The death penalty is not fairly administered. Innocent people do get convicted and sent to death row. Convictions often resut from inexperienced or poor counse. Many peope on death row have been exonerated because of ater judgments or DNA. There is a better alternative: life without parole.

 

  1. The death penalty does not deter murder, or violent crime. Indeed, murder rates are lower in states and nations that have abolished the death penalty.
  2. The death penalty costs more than life imprisonment. A death penalty trial, appeals, incarceration on death row, and execution typically costs from $2 to $5 million. A trial seeking and getting “life without parole” – figuring 40 years in prison – may cost between $1 and $2 million … costing $1 to $2 million less than death.
  3. Innocent people do get convicted; some have been executed. In the US, at least 416 persons have mistakenly been convicted of potentially capital crimes. Of those, 139 were sentenced to death, and 23 were actually executed. Researchers say that there may be many more wrongful executions not yet identified.
  4. The death penalty is a political football. As a symbol of “being tough on crime,” the death penalty helps politicians get elected. Since it does not reduce violent crime, it wastes money that could be spent making society safer. States that have abolished the death penalty can redirect the money saved into programs that actually reduce violent crime.
  5. Racism, #1: Defendants whose victims were white are four to ten times more likely to receive a death sentence than defendants whose victims were people of color.
  6. Racism, #2: Minority defendants are more likely than white defendants to be sentenced to death for the same crimes.
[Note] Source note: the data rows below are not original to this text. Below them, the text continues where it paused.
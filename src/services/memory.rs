use async_trait::async_trait;
use std::collections::BTreeMap;
use std::sync::atomic::{AtomicBool, Ordering};
use std::sync::Mutex;

use crate::core::filters::is_candidate;
use crate::models::{MatchFilter, MatchRecord, Profile, Session};
use crate::services::store::{FileStore, IdentityProvider, MatchLog, ProfileStore, StoreError};

/// In-process stand-in for the hosted backend
///
/// Used only by tests and benches; `main` always wires up Supabase. Its
/// sessions carry opaque tokens, not signed JWTs. Reads and writes can be
/// forced to fail to exercise transport error paths.
#[derive(Debug, Default)]
pub struct MemoryStore {
    profiles: Mutex<BTreeMap<String, Profile>>,
    matches: Mutex<Vec<MatchRecord>>,
    objects: Mutex<BTreeMap<String, Vec<u8>>>,
    fail_reads: AtomicBool,
    fail_writes: AtomicBool,
}

impl MemoryStore {
    pub fn new() -> Self {
        Self::default()
    }

    /// Build a store pre-populated with profiles
    pub fn with_profiles(profiles: impl IntoIterator<Item = Profile>) -> Self {
        let store = Self::default();
        if let Ok(mut map) = store.profiles.lock() {
            for profile in profiles {
                map.insert(profile.id.clone(), profile);
            }
        }
        store
    }

    pub fn set_fail_reads(&self, fail: bool) {
        self.fail_reads.store(fail, Ordering::SeqCst);
    }

    pub fn set_fail_writes(&self, fail: bool) {
        self.fail_writes.store(fail, Ordering::SeqCst);
    }

    /// Snapshot of the match log
    pub fn recorded_matches(&self) -> Vec<MatchRecord> {
        self.matches.lock().map(|m| m.clone()).unwrap_or_default()
    }

    /// Stored object bytes by path
    pub fn object(&self, path: &str) -> Option<Vec<u8>> {
        self.objects.lock().ok()?.get(path).cloned()
    }

    fn check_reads(&self) -> Result<(), StoreError> {
        if self.fail_reads.load(Ordering::SeqCst) {
            return Err(StoreError::Transport("profile store unavailable".into()));
        }
        Ok(())
    }

    fn check_writes(&self) -> Result<(), StoreError> {
        if self.fail_writes.load(Ordering::SeqCst) {
            return Err(StoreError::Transport("write rejected".into()));
        }
        Ok(())
    }
}

fn poisoned<T>(_: T) -> StoreError {
    StoreError::Transport("store lock poisoned".into())
}

#[async_trait]
impl ProfileStore for MemoryStore {
    async fn find_candidates(
        &self,
        requester_id: &str,
        filter: &MatchFilter,
    ) -> Result<Vec<Profile>, StoreError> {
        self.check_reads()?;
        let profiles = self.profiles.lock().map_err(poisoned)?;
        Ok(profiles
            .values()
            .filter(|p| is_candidate(p, requester_id, filter))
            .cloned()
            .collect())
    }

    async fn get_profile(&self, id: &str) -> Result<Profile, StoreError> {
        self.check_reads()?;
        let profiles = self.profiles.lock().map_err(poisoned)?;
        profiles
            .get(id)
            .cloned()
            .ok_or_else(|| StoreError::NotFound(format!("Profile not found for user {}", id)))
    }

    async fn upsert_profile(&self, profile: &Profile) -> Result<Profile, StoreError> {
        self.check_writes()?;
        let mut profiles = self.profiles.lock().map_err(poisoned)?;
        profiles.insert(profile.id.clone(), profile.clone());
        Ok(profile.clone())
    }
}

#[async_trait]
impl MatchLog for MemoryStore {
    async fn record_match(&self, record: &MatchRecord) -> Result<(), StoreError> {
        self.check_writes()?;
        self.matches.lock().map_err(poisoned)?.push(record.clone());
        Ok(())
    }
}

#[async_trait]
impl FileStore for MemoryStore {
    async fn upload(
        &self,
        path: &str,
        bytes: Vec<u8>,
        _content_type: &str,
    ) -> Result<String, StoreError> {
        self.check_writes()?;
        self.objects.lock().map_err(poisoned)?.insert(path.to_string(), bytes);
        Ok(format!("memory://{}", path))
    }
}

#[async_trait]
impl IdentityProvider for MemoryStore {
    async fn sign_in_anonymously(&self) -> Result<Session, StoreError> {
        self.check_writes()?;
        Ok(Session {
            access_token: uuid::Uuid::new_v4().to_string(),
            refresh_token: uuid::Uuid::new_v4().to_string(),
            expires_in: 3600,
            user_id: uuid::Uuid::new_v4().to_string(),
        })
    }

    async fn sign_out(&self, _access_token: &str) -> Result<(), StoreError> {
        Ok(())
    }
}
Research into sentencing patterns shows that blacks are three to four times as likely to be sentenced to death as whites charged in similar cases.
  7. Poor people get executed more often than wealthier people. Over 99% of the people on death row are indigent, according to one U.S. Appeals Court judge. Persons of all income levels commit murder, but poor people are the primary recipients of the death penalty.
  8. Juvenile offenders are still executed. Since 1972, at least 160 juveniles received a death sentence for crimes committed before they were 18 years old.
  9. Mentally ill people still get executed. The determination of sanity is generally made after very limited contact with the accused, often by psychiatrists employed by the prosecution. Inevitably, some mentally ill defendants are declared “sane and fit for execution.”
  10. Inconsistent sentencing makes the death penalty a lottery. Only one out of 100 people convicted of murder is sentenced to death. Those sentenced to death are not necessarily those whose crimes are the worst – rather, they tend to be the poor, people of color, and those whose victims are white.
  11. Support for the death penalty is decreasing. When offered a range of sentencing options, respondents in several surveys have shown a growing preference for life imprisonment rather than execution.
  12. Many murder victims’ families oppose the death penalty. Dr. Martin Luther King’s mother was murdered, but he opposed capital punishment. Dr. King was murdered, but Coretta Scott King opposed capital punishment. Oklahomans including Johnnie Carter, whose 7 y/o granddaughter Katherine Busch was murdered; Bud Welch, whose daughter Julie died in the Murrah Building bombing; and Andrew Rice whose brother David died in the WTC on 9/11, all oppose capital punishment.

13.  In Matthew, Jesus said, “Do not repay evil with evil.” Jesus did not say, “ … unless you think the one who sinned deserves it.”   Capital punishment has been abolished in 149 nations. Why not the USA?